2004–05 All-Ireland Senior Club Football Championship
- Dates: 23 October 2004 – 17 March 2004
- Teams: 33
- Champions: Ballina Stephenites (1st title) Brian Ruane (captain) Tommy Lyons (manager)
- Runners-up: Portlaoise Colm Parkinson (captain) Tommy Conroy (manager)

Tournament statistics
- Matches played: 37
- Goals scored: 55 (1.49 per match)
- Points scored: 682 (18.43 per match)
- Top scorer(s): Oisín McConville (3-20)

= 2004–05 All-Ireland Senior Club Football Championship =

Irish Football Championship

The 2004–05 All-Ireland Senior Club Football Championship was the 35th staging of the All-Ireland Senior Club Football Championship since its establishment by the Gaelic Athletic Association in 1970-71. The competition began on 23 October 2004 and ended on 17 March 2004.

The defending champion was Caltra; however, the club did not qualify after being beaten by Salthill–Knocknacarra in the quarter-final of the 2004 Galway County Championship.

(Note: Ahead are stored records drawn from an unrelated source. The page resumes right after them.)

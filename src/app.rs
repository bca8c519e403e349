use crate::config;
use crate::domain::{DailyRecord, JournalField, PaneFocus, TaskId, UiMode};
use crate::evaluator;
use crate::notifications;
use crate::store::HistoryStore;
use crate::ticker::CountdownTimer;
use anyhow::Result;
use chrono::NaiveDate;

/// Main application state
pub struct AppState {
    pub store: HistoryStore,
    /// The date this session is anchored to. Streak and emergency are always
    /// evaluated against this real date, never a browsed one; a midnight
    /// crossing forces a restart instead of silently re-anchoring.
    pub today: NaiveDate,
    /// Working copy of today's record, refreshed after every mutation
    pub record: DailyRecord,
    pub streak: u32,
    pub emergency: bool,
    pub ui_mode: UiMode,
    pub pane: PaneFocus,
    pub selected_task: usize,
    pub checklist_selected: usize,
    /// Buffer for the checklist input line while adding an item
    pub checklist_input: String,
    pub journal_field: JournalField,
    /// Cursor position (byte offset) within the journal field being edited
    pub journal_cursor: usize,
    pub timer: Option<CountdownTimer>,
    pub mantra: &'static str,
}

impl AppState {
    pub fn new(store: HistoryStore) -> Self {
        let today = chrono::Local::now().date_naive();
        let record = store.load(today);
        let streak = evaluator::compute_streak(store.history(), today);
        let emergency = evaluator::is_emergency(store.history(), today);

        Self {
            store,
            today,
            record,
            streak,
            emergency,
            ui_mode: UiMode::Normal,
            pane: PaneFocus::Tasks,
            selected_task: 0,
            checklist_selected: 0,
            checklist_input: String::new(),
            journal_field: JournalField::Facts,
            journal_cursor: 0,
            timer: None,
            mantra: config::pick_mantra(),
        }
    }

    /// Check if the current date has changed (crossed midnight)
    pub fn has_day_changed(&self) -> bool {
        chrono::Local::now().date_naive() != self.today
    }

    fn refresh_record(&mut self) {
        self.record = self.store.load(self.today);
    }

    // --- Task pane ---

    /// The task slot currently highlighted in the tasks pane
    pub fn selected_task_id(&self) -> TaskId {
        config::TASKS[self.selected_task].id
    }

    pub fn select_task_up(&mut self) {
        if self.selected_task > 0 {
            self.selected_task -= 1;
        }
    }

    pub fn select_task_down(&mut self) {
        if self.selected_task + 1 < config::TASKS.len() {
            self.selected_task += 1;
        }
    }

    /// Flip the highlighted block's completed flag
    pub fn toggle_selected_task(&mut self) -> Result<()> {
        let task = self.selected_task_id();
        self.store.toggle_task(self.today, task)?;
        self.refresh_record();
        Ok(())
    }

    // --- Timer ---

    /// Open the countdown modal for the highlighted block
    pub fn open_timer(&mut self) {
        let cfg = config::task_config(self.selected_task_id());
        self.timer = Some(CountdownTimer::new(cfg.id, cfg.minutes));
        self.ui_mode = UiMode::Timer;
    }

    /// Close the countdown modal, cancelling any running countdown
    pub fn close_timer(&mut self) {
        self.timer = None;
        self.ui_mode = UiMode::Normal;
    }

    /// Advance the countdown; on completion, mark the block done for today
    pub fn tick(&mut self) -> Result<()> {
        let finished_task = match self.timer.as_mut() {
            Some(timer) => {
                timer.tick();
                if timer.take_finished() {
                    Some(timer.task)
                } else {
                    None
                }
            }
            None => None,
        };

        if let Some(task) = finished_task {
            if !self.record.task(task) {
                self.store.toggle_task(self.today, task)?;
                self.refresh_record();
            }
            notifications::notify_block_complete(config::task_config(task).label);
        }
        Ok(())
    }

    // --- Checklist pane ---

    pub fn select_item_up(&mut self) {
        if self.checklist_selected > 0 {
            self.checklist_selected -= 1;
        }
    }

    pub fn select_item_down(&mut self) {
        if self.checklist_selected + 1 < self.record.checklist.len() {
            self.checklist_selected += 1;
        }
    }

    /// Enter the checklist input line
    pub fn start_add_item(&mut self) {
        self.checklist_input.clear();
        self.ui_mode = UiMode::AddingChecklistItem;
    }

    /// Commit the input line as a new checklist item (blank input is a no-op)
    pub fn commit_add_item(&mut self) -> Result<()> {
        let text = std::mem::take(&mut self.checklist_input);
        self.store.add_checklist_item(self.today, &text)?;
        self.refresh_record();
        self.ui_mode = UiMode::Normal;
        if !self.record.checklist.is_empty() {
            self.checklist_selected = self.record.checklist.len() - 1;
        }
        Ok(())
    }

    pub fn cancel_add_item(&mut self) {
        self.checklist_input.clear();
        self.ui_mode = UiMode::Normal;
    }

    pub fn toggle_selected_item(&mut self) -> Result<()> {
        if let Some(item) = self.record.checklist.get(self.checklist_selected) {
            let id = item.id;
            self.store.toggle_checklist_item(self.today, id)?;
            self.refresh_record();
        }
        Ok(())
    }

    pub fn delete_selected_item(&mut self) -> Result<()> {
        if let Some(item) = self.record.checklist.get(self.checklist_selected) {
            let id = item.id;
            self.store.delete_checklist_item(self.today, id)?;
            self.refresh_record();
            self.clamp_checklist_selection();
        }
        Ok(())
    }

    fn clamp_checklist_selection(&mut self) {
        if self.checklist_selected >= self.record.checklist.len() {
            self.checklist_selected = self.record.checklist.len().saturating_sub(1);
        }
    }

    // --- Journal pane ---

    /// Enter journal editing on the first field, cursor at the end
    pub fn start_edit_journal(&mut self) {
        self.ui_mode = UiMode::EditingJournal;
        self.journal_field = JournalField::Facts;
        self.journal_cursor = self.record.journal.field(self.journal_field).len();
    }

    pub fn stop_edit_journal(&mut self) {
        self.ui_mode = UiMode::Normal;
    }

    /// Move editing to the next journal field, cursor at the end
    pub fn next_journal_field(&mut self) {
        self.journal_field = self.journal_field.next();
        self.journal_cursor = self.record.journal.field(self.journal_field).len();
    }

    /// Insert a character at the cursor and persist the field
    pub fn insert_journal_char(&mut self, c: char) -> Result<()> {
        let mut value = self.record.journal.field(self.journal_field).to_string();
        value.insert(self.journal_cursor, c);
        self.journal_cursor += c.len_utf8();
        self.save_journal_field(value)
    }

    /// Delete the character before the cursor and persist the field
    pub fn delete_journal_char(&mut self) -> Result<()> {
        let value = self.record.journal.field(self.journal_field);
        if self.journal_cursor == 0 {
            return Ok(());
        }
        let mut value = value.to_string();
        let prev = previous_char_boundary(&value, self.journal_cursor);
        value.remove(prev);
        self.journal_cursor = prev;
        self.save_journal_field(value)
    }

    pub fn move_journal_cursor_left(&mut self) {
        let value = self.record.journal.field(self.journal_field);
        if self.journal_cursor > 0 {
            self.journal_cursor = previous_char_boundary(value, self.journal_cursor);
        }
    }

    pub fn move_journal_cursor_right(&mut self) {
        let value = self.record.journal.field(self.journal_field);
        if self.journal_cursor < value.len() {
            let next = value[self.journal_cursor..]
                .chars()
                .next()
                .map(|c| c.len_utf8())
                .unwrap_or(0);
            self.journal_cursor += next;
        }
    }

    fn save_journal_field(&mut self, value: String) -> Result<()> {
        self.store
            .update_journal_field(self.today, self.journal_field, value)?;
        self.refresh_record();
        Ok(())
    }
}

/// Byte offset of the char boundary immediately before `pos`
fn previous_char_boundary(s: &str, pos: usize) -> usize {
    s[..pos]
        .char_indices()
        .last()
        .map(|(idx, _)| idx)
        .unwrap_or(0)
}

On 17 March 2005, Ballina Stephenites won the competition following a 1–12 to 2–8 defeat of Portlaoise in the All-Ireland final at Croke Park. It remains the club's only title.

Oisín McConville of Crossmaglen Rangers was the competition's top scorer with 3-20.

==Statistics==
===Top scorers===
- Overall

| Rank | Player | County | Tally | Total | Matches | Average |
| 1 | Oisín McConville | Crossmaglen Rangers | 3-20 | 29 | 6 | 4.83 |
| 2 | Robbie Coulter | Mayobridge | 2-16 | 22 | 4 | 5.50 |
| Peter McNulty | Portlaoise | 1-19 | 22 | 5 | 4.40 |
| 3 | John Hudson | Starlights | 2-15 | 21 | 3 | 7.00 |
| 4 | Johnny Daly | Kilmurry-Ibrickane | 0-20 | 20 | 5 | 4.00 |
| Liam Brady | Ballina Stephenites | 0-20 | 20 | 4 | 5.00 |
| 5 | Peter Loughran | Carrickmore | 1-16 | 16 | 4 | 4.00 |
| Niall Curran | Stradbally | 0-19 | 19 | 4 | 4.75 |
| 6 | Nicky Joyce | Killererin | 1-13 | 16 | 3 | 5.33 |
| 7 | Mark Vaughan | Kilmacud Crokes | 2-07 | 13 | 3 | 4.33 |

- In a single game

| Rank | Player | County | Tally | Total | Opposition |
| 1 | John Hudson | Starlights | 2-04 | 10 | Rathvilly |
| Nicky Joyce | Killererin | 1-07 | 10 | Annaduff |
| 2 | Mark Vaughan | Kilmacud Crokes | 2-03 | 9 | St Patrick's |
| Robbie Coulter | Mayobridge | 1-06 | 9 | Ardara |
| Paul Bradley | Slaughtneil | 0-09 | 9 | Crossmaglen Rangers |
| 3 | Peter Loughran | Carrickmore | 1-05 | 8 | Derrygonnelly Harps |
| John Hudson | Starlights | 0-08 | 8 | Rathvilly |
| 4 | Oisín McConville | Crossmaglen Rangers | 1-04 | 7 | Kingdom Kerry Gaels |
| 5 | Kevin Fitzpatrick | Portlaoise | 2-00 | 6 | Ballina Stephenites |
| Colm Parkinson | Portlaoise | 1-03 | 6 | Rhode |
| Jamie Jordan | Skryne | 1-03 | 6 | Starlights |
| Oisín McConville | Crossmaglen Rangers | 1-03 | 6 | Slaughtneil |
| Oisín McConville | Crossmaglen Rangers | 1-03 | 6 | Slaughtneil |
| Robbie Coulter | Mayobridge | 1-03 | 6 | Carrickmore |
| John Doyle | Allenwood | 0-06 | 6 | St Patrick's |
| Johnny Daly | Kilmurry-Ibrickane | 0-06 | 6 | Dromcollogher/Broadford |
| Niall Curran | Stradbally | 0-06 | 6 | Bishopstown |
| John Murtagh | Crossmaglen Rangers | 0-06 | 6 | Mayobridge |

===Miscellaneous===
- Portlaoise became the first team to win six Leinster Club Championship titles.